## WORK TASK
The answer must consist of every line in the records that contains the word "caching".

*** Opening of RECORDS TO PROCESS ***

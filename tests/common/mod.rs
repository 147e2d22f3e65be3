//! Shared fixtures for the integration suite.
//!
//! Builds real specification directories in temp dirs and provides
//! instrumented collaborators (counting, failing, delaying) so tests can
//! observe exactly which collaborator calls the engine makes.

#![allow(dead_code)]

use std::path::Path;
use std::sync::Arc;
use std::sync::atomic::{AtomicBool, AtomicUsize, Ordering};
use std::time::Duration;

use async_trait::async_trait;
use dashmap::DashMap;
use serde_json::{Value, json};

use docforge::backend::{DataFetcher, PluginRegistry, SourceParser};
use docforge::core::{DocumentParameter, JsonMap, Metadata};

/// Write a complete specification directory.
pub fn build_spec(
    dir: &Path,
    manifest: &str,
    templates: &[(&str, &str)],
    sources: &[(&str, &str)],
) {
    std::fs::create_dir_all(dir.join("templates")).unwrap();
    std::fs::create_dir_all(dir.join("src")).unwrap();
    std::fs::create_dir_all(dir.join("data")).unwrap();
    std::fs::write(dir.join("docforge.toml"), manifest).unwrap();
    for (name, content) in templates {
        std::fs::write(dir.join("templates").join(name), content).unwrap();
    }
    for (name, content) in sources {
        std::fs::write(dir.join("src").join(name), content).unwrap();
    }
}

/// The standard three-fragment fixture: `root → {summary, detail}`.
///
/// Both leaves use the instrumented `test` parser and a `test` fetcher;
/// the root template prints both contexts.
pub fn three_fragment_spec(dir: &Path) {
    build_spec(
        dir,
        r#"
doc_name = "report"
main_template = "root.txt"

[metadata]
source_parser = "test"
data_fetchers = { type = "test" }
"#,
        &[
            (
                "root.txt",
                "DOC {{ param.id }}\n{% include \"summary.txt\" %}\n{% include \"detail.txt\" %}\n",
            ),
            ("summary.txt", "S={{ data.root.summary.value }}"),
            ("detail.txt", "D={{ data.root.detail.value }}"),
        ],
        &[("summary.json", "{}"), ("detail.json", "{}")],
    );
}

/// A document parameter `{"id": <id>}`.
pub fn param(id: &str) -> DocumentParameter {
    let mut p = DocumentParameter::new();
    p.insert("id", json!(id));
    p
}

/// Instrumented parser: counts `generate_context` calls per fragment and
/// fails fragments listed in `failing` while their flag is set.
pub struct TestParser {
    pub generated: DashMap<String, usize>,
    pub failing: DashMap<String, Arc<AtomicBool>>,
    pub delay_ms: AtomicUsize,
}

impl TestParser {
    pub fn new() -> Arc<Self> {
        Arc::new(Self {
            generated: DashMap::new(),
            failing: DashMap::new(),
            delay_ms: AtomicUsize::new(0),
        })
    }

    /// Mark a fragment (by name) as failing; returns the toggle so a test
    /// can "fix" it later.
    pub fn fail_fragment(&self, name: &str) -> Arc<AtomicBool> {
        let flag = Arc::new(AtomicBool::new(true));
        self.failing.insert(name.to_string(), Arc::clone(&flag));
        flag
    }

    pub fn generation_count(&self, name: &str) -> usize {
        self.generated.get(name).map(|e| *e.value()).unwrap_or(0)
    }

    fn fragment_name(metadata: &Metadata) -> String {
        metadata
            .get("fragment_name")
            .and_then(Value::as_str)
            .unwrap_or("?")
            .to_string()
    }
}

#[async_trait]
impl SourceParser for TestParser {
    async fn retrieve_metadata(
        &self,
        _param: &DocumentParameter,
        _metadata: &Metadata,
    ) -> anyhow::Result<JsonMap> {
        Ok(JsonMap::new())
    }

    async fn generate_context(
        &self,
        param: &DocumentParameter,
        data: &Value,
        metadata: &Metadata,
    ) -> anyhow::Result<Value> {
        let name = Self::fragment_name(metadata);

        let delay = self.delay_ms.load(Ordering::SeqCst);
        if delay > 0 {
            // Pseudo-random per-fragment delay to shuffle completion order.
            let jitter = name.bytes().map(usize::from).sum::<usize>() % delay;
            tokio::time::sleep(Duration::from_millis((delay + jitter) as u64)).await;
        }

        if let Some(flag) = self.failing.get(&name)
            && flag.load(Ordering::SeqCst)
        {
            anyhow::bail!("instrumented failure in '{name}'")
        }

        *self.generated.entry(name.clone()).or_insert(0) += 1;
        Ok(json!({
            "value": format!("{name}:{}", param.get("id").and_then(Value::as_str).unwrap_or("-")),
            "rows": data,
        }))
    }
}

/// Instrumented fetcher: counts calls and serves a configurable value.
pub struct TestFetcher {
    pub calls: AtomicUsize,
    pub payload: DashMap<String, Value>,
    pub failing: AtomicBool,
}

impl TestFetcher {
    pub fn new() -> Arc<Self> {
        let fetcher = Self {
            calls: AtomicUsize::new(0),
            payload: DashMap::new(),
            failing: AtomicBool::new(false),
        };
        fetcher.payload.insert("default".to_string(), json!([1, 2]));
        Arc::new(fetcher)
    }

    pub fn call_count(&self) -> usize {
        self.calls.load(Ordering::SeqCst)
    }

    pub fn set_payload(&self, value: Value) {
        self.payload.insert("default".to_string(), value);
    }
}

#[async_trait]
impl DataFetcher for TestFetcher {
    async fn fetch(
        &self,
        _param: &DocumentParameter,
        _spec: &Value,
        _metadata: &Metadata,
    ) -> anyhow::Result<Value> {
        self.calls.fetch_add(1, Ordering::SeqCst);
        if self.failing.load(Ordering::SeqCst) {
            anyhow::bail!("instrumented fetch failure")
        }
        Ok(self
            .payload
            .get("default")
            .map(|e| e.value().clone())
            .unwrap_or(Value::Null))
    }
}

/// A registry with built-ins plus the instrumented collaborators.
pub fn test_registry() -> (Arc<PluginRegistry>, Arc<TestParser>, Arc<TestFetcher>) {
    let registry = Arc::new(PluginRegistry::with_builtins());
    let parser = TestParser::new();
    let fetcher = TestFetcher::new();
    registry.register_parser("test", Arc::clone(&parser) as Arc<dyn SourceParser>);
    registry.register_fetcher("test", Arc::clone(&fetcher) as Arc<dyn DataFetcher>);
    (registry, parser, fetcher)
}
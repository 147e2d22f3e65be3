//! Integration test suite for docforge.
//!
//! Drives the whole engine against real specification directories in temp
//! dirs, with instrumented collaborators observing every call the engine
//! makes.
//!
//! Test areas:
//! - **caching**: cache idempotence and four-way input invalidation
//! - **isolation**: fragment failure isolation and the report shape
//! - **closure**: minimal closures, partial output, batch continuation
//! - **determinism**: merge shape under shuffled completion order
//! - **debug_replay**: failure recording and standalone reproduction
//! - **cli**: binary-level checks of the `generate` and `tree` commands

// Shared test utilities (from parent tests/ directory)
#[path = "../common/mod.rs"]
mod common;

mod caching;
mod cli;
mod debug_replay;
mod determinism;
mod isolation;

*** Close of RECORDS TO PROCESS ***

## WORKED SOLUTION
//! - **caching**: cache idempotence and four-way input invalidation
mod caching;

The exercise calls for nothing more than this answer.